Extracted material

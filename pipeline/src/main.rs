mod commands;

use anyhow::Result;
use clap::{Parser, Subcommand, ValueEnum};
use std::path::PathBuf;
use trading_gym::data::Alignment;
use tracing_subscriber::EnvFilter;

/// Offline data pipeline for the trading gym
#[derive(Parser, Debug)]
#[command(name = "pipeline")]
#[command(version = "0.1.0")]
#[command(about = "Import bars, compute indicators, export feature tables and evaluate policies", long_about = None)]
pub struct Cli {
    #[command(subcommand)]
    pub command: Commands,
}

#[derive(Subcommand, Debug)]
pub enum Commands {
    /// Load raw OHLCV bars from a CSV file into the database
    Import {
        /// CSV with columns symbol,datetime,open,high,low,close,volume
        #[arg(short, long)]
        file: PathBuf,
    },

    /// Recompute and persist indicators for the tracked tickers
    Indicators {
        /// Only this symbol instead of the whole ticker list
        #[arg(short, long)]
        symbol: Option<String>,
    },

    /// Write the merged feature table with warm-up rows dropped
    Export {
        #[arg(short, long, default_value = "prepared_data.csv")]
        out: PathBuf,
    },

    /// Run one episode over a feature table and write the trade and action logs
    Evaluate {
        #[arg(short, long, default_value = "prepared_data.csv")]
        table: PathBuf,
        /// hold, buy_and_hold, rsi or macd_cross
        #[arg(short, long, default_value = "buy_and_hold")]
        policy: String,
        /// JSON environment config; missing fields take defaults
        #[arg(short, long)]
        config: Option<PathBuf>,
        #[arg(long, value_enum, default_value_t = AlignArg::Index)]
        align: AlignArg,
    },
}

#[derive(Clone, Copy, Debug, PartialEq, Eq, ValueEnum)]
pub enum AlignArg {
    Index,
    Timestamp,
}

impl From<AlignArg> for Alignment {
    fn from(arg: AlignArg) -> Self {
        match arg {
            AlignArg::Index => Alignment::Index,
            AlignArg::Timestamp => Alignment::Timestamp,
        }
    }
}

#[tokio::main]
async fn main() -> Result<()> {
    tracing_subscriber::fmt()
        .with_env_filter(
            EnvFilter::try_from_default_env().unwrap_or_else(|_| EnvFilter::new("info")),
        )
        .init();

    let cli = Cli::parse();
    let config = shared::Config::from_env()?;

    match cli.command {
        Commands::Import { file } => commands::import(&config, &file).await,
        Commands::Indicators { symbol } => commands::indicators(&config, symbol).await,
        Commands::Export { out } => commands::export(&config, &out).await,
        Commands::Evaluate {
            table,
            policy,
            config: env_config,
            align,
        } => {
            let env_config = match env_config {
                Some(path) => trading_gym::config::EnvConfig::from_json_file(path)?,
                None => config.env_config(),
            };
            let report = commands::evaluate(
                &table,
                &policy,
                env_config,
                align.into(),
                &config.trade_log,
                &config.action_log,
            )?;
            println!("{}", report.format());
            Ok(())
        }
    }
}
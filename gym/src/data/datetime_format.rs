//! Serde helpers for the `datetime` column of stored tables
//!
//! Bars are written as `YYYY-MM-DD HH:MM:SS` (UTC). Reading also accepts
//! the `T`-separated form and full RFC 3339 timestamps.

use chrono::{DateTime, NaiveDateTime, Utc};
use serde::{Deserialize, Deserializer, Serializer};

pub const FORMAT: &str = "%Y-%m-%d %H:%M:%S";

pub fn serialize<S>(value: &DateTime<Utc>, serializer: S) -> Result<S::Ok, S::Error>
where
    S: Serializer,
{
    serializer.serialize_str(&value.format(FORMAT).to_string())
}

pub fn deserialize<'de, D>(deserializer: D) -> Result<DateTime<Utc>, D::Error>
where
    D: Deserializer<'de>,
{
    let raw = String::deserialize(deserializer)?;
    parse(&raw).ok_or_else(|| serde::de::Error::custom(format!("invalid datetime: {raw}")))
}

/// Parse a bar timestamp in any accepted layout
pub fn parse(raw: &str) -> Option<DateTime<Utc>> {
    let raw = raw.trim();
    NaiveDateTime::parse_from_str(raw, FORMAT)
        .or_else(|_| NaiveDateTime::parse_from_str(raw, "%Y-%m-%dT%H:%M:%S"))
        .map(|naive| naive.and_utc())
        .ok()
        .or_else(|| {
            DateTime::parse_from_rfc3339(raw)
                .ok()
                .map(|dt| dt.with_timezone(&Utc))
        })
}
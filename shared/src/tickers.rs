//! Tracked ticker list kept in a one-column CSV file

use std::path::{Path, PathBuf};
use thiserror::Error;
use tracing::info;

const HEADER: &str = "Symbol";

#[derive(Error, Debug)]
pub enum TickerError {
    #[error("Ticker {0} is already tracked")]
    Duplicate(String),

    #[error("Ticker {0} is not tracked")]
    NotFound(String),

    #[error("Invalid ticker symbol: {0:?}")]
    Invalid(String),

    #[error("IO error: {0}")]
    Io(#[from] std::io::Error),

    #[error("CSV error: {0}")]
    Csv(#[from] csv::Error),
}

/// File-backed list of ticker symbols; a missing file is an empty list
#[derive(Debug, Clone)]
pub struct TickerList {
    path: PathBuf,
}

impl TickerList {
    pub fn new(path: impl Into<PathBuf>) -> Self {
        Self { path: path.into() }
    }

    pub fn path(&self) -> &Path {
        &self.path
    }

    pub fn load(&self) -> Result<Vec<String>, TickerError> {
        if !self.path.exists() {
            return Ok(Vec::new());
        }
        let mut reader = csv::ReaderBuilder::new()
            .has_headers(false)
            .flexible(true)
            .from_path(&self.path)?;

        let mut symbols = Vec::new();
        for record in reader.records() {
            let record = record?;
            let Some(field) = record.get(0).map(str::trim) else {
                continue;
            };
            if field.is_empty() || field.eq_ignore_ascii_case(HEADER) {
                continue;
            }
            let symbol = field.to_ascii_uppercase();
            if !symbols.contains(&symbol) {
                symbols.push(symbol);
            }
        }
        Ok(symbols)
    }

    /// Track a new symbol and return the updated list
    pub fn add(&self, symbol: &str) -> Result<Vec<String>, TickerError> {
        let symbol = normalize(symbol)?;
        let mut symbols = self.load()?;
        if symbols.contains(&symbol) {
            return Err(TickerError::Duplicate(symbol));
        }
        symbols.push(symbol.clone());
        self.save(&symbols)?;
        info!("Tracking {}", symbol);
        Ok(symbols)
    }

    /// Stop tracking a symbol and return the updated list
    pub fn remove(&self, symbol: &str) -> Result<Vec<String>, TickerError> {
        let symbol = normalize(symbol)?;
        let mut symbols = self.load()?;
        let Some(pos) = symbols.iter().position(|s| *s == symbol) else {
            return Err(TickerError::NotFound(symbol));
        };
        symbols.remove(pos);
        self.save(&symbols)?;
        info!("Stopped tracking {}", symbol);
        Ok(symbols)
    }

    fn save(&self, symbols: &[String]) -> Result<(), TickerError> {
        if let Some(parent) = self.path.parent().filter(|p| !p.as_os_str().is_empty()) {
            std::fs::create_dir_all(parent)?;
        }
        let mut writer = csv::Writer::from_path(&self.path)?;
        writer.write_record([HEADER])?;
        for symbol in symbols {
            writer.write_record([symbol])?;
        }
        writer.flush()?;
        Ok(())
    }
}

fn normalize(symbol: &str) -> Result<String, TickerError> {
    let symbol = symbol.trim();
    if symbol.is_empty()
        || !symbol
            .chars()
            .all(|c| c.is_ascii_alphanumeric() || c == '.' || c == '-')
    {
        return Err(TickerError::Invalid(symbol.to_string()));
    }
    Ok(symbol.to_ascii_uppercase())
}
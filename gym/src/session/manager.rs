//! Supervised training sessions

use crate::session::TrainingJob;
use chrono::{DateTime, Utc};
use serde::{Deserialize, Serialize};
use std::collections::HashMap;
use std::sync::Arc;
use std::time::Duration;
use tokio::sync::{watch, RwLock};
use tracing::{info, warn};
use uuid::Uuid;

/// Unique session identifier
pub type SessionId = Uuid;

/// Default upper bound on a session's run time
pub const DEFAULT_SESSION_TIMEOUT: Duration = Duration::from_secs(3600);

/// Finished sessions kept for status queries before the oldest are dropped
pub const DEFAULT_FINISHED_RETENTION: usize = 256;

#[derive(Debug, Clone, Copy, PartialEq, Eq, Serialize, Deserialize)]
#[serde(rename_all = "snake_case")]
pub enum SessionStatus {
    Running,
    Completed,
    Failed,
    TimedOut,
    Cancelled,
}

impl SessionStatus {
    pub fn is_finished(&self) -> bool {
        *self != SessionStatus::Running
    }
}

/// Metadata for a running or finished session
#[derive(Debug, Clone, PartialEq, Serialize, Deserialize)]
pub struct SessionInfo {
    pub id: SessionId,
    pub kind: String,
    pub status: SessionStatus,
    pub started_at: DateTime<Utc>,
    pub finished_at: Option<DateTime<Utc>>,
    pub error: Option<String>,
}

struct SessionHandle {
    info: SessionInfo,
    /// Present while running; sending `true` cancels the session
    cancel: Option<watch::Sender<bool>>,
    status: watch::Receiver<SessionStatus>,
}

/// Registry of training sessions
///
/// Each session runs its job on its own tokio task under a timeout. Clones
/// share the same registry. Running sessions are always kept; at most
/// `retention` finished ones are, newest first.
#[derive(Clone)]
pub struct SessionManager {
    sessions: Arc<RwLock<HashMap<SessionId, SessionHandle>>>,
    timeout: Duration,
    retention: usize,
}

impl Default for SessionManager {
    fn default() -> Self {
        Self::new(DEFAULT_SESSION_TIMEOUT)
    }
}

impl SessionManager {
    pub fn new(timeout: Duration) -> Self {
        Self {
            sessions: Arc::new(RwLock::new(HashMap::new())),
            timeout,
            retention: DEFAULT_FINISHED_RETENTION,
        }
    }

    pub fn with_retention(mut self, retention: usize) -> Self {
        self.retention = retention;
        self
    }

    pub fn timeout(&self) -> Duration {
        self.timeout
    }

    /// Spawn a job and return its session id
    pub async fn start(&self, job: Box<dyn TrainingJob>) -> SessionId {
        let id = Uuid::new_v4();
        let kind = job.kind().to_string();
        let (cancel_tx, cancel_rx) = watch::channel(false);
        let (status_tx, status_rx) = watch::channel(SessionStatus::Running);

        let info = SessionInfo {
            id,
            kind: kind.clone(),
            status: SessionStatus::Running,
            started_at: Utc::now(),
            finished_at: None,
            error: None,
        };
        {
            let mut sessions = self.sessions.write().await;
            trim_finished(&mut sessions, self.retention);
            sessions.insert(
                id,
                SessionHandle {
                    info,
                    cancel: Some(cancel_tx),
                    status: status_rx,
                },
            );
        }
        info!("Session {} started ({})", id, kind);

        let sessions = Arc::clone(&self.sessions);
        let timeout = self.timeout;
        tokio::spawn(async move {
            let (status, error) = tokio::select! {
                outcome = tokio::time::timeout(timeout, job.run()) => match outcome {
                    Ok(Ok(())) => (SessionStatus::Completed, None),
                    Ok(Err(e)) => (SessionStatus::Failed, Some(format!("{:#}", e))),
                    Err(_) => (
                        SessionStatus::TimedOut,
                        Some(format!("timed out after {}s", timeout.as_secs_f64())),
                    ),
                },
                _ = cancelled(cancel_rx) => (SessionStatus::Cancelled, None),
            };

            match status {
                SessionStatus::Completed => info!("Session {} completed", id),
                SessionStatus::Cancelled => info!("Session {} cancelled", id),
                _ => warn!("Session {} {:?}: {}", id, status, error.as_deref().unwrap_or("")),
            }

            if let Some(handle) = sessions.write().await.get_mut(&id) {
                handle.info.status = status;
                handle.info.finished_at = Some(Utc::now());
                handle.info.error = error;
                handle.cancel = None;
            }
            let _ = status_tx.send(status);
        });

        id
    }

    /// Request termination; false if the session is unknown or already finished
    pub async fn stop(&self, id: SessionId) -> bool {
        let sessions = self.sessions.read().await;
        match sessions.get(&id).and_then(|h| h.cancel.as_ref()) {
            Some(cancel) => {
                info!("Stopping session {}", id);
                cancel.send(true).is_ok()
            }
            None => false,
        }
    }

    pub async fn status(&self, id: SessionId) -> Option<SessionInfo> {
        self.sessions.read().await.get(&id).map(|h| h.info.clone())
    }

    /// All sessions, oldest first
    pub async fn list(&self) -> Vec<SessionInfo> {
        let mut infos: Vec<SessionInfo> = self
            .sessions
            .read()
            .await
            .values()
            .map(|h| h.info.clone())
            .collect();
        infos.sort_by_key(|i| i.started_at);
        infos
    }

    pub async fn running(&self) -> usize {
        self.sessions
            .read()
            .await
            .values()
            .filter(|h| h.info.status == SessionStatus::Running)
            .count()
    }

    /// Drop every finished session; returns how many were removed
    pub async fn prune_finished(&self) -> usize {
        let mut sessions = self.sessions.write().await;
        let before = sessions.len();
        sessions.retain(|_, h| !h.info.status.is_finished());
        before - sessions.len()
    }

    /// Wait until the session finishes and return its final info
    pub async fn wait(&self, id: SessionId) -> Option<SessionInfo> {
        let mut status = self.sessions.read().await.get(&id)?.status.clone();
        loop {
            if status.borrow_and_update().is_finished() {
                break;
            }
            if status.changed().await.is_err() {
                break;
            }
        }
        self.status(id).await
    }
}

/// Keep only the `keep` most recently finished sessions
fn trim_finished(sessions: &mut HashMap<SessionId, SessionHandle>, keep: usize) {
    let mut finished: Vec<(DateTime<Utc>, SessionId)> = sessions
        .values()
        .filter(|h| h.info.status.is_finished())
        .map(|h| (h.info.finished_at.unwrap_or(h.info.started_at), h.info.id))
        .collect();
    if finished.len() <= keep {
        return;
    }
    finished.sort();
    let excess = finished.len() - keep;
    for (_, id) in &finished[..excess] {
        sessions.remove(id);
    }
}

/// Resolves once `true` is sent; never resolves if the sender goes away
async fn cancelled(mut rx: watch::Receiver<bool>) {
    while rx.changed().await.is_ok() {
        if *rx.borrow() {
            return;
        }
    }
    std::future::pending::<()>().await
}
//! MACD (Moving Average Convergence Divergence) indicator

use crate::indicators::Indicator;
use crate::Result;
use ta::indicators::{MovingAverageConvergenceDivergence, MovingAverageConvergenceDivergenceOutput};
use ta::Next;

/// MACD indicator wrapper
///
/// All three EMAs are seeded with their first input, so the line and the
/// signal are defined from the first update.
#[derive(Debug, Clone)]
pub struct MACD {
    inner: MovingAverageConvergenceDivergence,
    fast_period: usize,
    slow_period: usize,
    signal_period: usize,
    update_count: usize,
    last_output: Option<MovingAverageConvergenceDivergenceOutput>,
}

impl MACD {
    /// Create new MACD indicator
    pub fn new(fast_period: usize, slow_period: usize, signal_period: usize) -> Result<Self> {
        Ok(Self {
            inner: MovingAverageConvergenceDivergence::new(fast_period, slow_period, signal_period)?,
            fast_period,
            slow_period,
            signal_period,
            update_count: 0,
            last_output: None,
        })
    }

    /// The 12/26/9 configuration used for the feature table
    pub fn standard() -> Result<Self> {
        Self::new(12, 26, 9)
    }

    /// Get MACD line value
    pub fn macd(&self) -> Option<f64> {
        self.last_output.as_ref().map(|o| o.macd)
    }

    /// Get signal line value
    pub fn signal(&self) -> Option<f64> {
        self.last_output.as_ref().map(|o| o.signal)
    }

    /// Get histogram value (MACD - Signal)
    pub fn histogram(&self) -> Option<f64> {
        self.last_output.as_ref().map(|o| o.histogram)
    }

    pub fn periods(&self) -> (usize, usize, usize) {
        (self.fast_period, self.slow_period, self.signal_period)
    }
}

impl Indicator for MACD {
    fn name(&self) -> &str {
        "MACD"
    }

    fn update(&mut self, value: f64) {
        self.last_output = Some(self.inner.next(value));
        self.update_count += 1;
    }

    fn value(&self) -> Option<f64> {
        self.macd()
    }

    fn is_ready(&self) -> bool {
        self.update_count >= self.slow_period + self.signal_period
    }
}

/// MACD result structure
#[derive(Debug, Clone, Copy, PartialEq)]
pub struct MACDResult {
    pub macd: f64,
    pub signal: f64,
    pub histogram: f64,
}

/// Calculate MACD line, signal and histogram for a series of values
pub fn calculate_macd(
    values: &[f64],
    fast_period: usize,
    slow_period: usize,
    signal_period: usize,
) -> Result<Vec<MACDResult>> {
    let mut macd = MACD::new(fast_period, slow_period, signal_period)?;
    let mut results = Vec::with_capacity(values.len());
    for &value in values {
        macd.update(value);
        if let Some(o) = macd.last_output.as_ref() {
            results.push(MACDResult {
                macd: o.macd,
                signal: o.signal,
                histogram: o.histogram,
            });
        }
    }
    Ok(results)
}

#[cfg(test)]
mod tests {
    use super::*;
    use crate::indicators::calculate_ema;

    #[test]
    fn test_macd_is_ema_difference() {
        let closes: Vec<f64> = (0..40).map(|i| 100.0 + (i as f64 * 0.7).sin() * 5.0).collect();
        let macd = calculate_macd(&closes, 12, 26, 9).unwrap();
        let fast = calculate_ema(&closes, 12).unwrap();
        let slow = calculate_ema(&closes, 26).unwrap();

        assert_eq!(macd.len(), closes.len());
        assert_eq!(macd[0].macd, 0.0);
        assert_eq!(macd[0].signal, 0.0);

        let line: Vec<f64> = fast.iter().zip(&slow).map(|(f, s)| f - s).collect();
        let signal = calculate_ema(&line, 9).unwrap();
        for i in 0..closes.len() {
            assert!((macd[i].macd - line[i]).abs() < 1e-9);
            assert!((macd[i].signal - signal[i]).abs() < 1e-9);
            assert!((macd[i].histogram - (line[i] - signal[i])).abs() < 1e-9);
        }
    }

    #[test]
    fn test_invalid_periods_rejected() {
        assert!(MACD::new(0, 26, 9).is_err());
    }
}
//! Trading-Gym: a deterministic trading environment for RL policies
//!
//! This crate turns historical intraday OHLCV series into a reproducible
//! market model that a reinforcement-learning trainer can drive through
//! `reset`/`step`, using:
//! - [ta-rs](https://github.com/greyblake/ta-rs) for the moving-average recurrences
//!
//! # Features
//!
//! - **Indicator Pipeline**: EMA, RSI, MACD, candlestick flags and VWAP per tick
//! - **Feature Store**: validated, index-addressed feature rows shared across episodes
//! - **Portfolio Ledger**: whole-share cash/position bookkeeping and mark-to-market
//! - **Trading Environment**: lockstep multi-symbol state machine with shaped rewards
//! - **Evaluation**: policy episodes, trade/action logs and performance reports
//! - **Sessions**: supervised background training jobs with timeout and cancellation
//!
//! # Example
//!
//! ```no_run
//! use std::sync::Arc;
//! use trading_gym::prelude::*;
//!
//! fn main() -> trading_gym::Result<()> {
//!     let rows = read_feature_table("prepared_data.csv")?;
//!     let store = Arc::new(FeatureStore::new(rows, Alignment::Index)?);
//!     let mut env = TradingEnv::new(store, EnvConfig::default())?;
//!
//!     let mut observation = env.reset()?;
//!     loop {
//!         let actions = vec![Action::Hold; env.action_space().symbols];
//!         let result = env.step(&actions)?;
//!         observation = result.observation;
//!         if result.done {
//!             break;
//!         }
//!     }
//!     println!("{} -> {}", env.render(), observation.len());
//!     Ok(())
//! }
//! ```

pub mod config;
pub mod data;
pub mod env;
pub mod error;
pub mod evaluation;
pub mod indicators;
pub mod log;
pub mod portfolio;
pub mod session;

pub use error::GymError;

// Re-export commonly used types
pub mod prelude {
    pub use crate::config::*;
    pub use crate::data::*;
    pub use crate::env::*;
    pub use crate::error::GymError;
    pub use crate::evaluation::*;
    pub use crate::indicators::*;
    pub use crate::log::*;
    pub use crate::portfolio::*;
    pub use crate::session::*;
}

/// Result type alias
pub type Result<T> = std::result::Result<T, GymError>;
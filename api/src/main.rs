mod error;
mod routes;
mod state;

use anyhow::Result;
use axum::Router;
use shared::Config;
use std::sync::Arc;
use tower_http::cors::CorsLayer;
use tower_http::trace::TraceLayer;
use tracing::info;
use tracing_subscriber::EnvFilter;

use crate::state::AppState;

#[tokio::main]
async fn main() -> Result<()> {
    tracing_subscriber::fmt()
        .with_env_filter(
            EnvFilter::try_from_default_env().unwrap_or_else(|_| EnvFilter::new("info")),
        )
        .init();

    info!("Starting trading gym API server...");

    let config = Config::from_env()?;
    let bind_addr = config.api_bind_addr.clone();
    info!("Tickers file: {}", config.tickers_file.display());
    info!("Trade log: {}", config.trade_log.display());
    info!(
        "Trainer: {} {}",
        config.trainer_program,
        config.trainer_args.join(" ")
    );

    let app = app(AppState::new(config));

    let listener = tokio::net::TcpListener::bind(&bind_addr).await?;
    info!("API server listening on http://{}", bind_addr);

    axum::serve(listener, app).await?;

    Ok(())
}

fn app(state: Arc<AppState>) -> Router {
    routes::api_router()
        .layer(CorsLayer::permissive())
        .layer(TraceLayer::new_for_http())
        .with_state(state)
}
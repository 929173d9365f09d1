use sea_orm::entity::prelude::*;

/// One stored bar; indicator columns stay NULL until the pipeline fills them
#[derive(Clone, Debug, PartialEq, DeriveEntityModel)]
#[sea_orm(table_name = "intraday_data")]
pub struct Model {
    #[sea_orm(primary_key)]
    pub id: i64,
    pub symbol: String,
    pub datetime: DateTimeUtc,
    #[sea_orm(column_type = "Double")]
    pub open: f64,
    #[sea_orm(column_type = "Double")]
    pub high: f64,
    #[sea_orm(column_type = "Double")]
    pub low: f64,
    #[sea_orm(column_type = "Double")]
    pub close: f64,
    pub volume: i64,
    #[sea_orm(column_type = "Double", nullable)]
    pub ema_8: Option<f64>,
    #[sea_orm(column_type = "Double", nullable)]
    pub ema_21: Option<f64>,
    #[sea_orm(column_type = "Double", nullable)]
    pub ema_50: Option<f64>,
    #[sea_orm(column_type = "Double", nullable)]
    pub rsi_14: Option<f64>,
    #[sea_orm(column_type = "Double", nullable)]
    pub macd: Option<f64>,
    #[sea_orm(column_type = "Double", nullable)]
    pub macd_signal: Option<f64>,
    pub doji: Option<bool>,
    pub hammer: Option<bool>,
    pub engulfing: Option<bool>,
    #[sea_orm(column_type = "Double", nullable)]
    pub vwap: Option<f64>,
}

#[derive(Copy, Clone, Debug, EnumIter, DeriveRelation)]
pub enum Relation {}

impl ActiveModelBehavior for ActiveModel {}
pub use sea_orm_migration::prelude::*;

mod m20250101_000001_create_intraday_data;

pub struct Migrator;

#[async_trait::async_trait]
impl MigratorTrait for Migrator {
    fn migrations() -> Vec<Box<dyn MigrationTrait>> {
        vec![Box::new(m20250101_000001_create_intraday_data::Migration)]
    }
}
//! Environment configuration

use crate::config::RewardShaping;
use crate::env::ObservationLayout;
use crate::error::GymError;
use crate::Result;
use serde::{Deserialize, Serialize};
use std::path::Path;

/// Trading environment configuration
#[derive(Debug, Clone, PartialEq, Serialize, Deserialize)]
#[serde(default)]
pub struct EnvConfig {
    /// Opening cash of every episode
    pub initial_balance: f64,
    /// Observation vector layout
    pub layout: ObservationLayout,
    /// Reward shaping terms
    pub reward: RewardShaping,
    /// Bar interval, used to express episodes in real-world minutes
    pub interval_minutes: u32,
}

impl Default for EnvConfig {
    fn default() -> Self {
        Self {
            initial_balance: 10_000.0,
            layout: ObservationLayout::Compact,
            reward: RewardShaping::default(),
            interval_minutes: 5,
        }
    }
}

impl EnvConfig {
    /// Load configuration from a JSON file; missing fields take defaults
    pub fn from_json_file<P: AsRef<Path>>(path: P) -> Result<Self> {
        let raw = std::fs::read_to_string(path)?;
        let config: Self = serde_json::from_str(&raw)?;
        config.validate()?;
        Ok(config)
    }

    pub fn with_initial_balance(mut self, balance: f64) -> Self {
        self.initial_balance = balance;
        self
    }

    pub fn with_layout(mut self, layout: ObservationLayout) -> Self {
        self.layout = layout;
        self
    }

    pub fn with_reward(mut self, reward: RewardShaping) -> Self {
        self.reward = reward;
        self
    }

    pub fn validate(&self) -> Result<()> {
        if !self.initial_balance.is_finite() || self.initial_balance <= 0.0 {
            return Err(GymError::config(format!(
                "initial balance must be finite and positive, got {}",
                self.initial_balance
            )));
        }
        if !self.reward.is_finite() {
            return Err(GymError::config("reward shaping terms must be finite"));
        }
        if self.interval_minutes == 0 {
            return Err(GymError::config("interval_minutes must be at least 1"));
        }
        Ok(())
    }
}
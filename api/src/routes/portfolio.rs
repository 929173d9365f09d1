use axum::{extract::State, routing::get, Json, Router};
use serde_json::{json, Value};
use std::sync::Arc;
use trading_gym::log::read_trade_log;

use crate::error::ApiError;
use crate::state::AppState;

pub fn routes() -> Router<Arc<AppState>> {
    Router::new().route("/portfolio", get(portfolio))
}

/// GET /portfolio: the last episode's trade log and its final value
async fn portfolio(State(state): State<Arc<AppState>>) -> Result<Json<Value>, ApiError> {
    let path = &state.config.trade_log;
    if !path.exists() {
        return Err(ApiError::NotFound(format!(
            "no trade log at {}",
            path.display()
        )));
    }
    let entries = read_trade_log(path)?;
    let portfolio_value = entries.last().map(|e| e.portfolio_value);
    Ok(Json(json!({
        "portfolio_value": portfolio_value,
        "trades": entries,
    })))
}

What to produce
Repeat exactly the lines above from the line that contains "pub fn with_reward(mut" through the end. Include both of these ends; leave out everything else.

Result below
    pub fn with_reward(mut self, reward: RewardShaping) -> Self {
        self.reward = reward;
        self
    }

    pub fn validate(&self) -> Result<()> {
        if !self.initial_balance.is_finite() || self.initial_balance <= 0.0 {
            return Err(GymError::config(format!(
                "initial balance must be finite and positive, got {}",
                self.initial_balance
            )));
        }
        if !self.reward.is_finite() {
            return Err(GymError::config("reward shaping terms must be finite"));
        }
        if self.interval_minutes == 0 {
            return Err(GymError::config("interval_minutes must be at least 1"));
        }
        Ok(())
    }
}
filename api/src/routes/portfolio.rs
repository 929173d9365f09d1
use axum::{extract::State, routing::get, Json, Router};
use serde_json::{json, Value};
use std::sync::Arc;
use trading_gym::log::read_trade_log;

use crate::error::ApiError;
use crate::state::AppState;

pub fn routes() -> Router<Arc<AppState>> {
    Router::new().route("/portfolio", get(portfolio))
}

/// GET /portfolio: the last episode's trade log and its final value
async fn portfolio(State(state): State<Arc<AppState>>) -> Result<Json<Value>, ApiError> {
    let path = &state.config.trade_log;
    if !path.exists() {
        return Err(ApiError::NotFound(format!(
            "no trade log at {}",
            path.display()
        )));
    }
    let entries = read_trade_log(path)?;
    let portfolio_value = entries.last().map(|e| e.portfolio_value);
    Ok(Json(json!({
        "portfolio_value": portfolio_value,
        "trades": entries,
    })))
}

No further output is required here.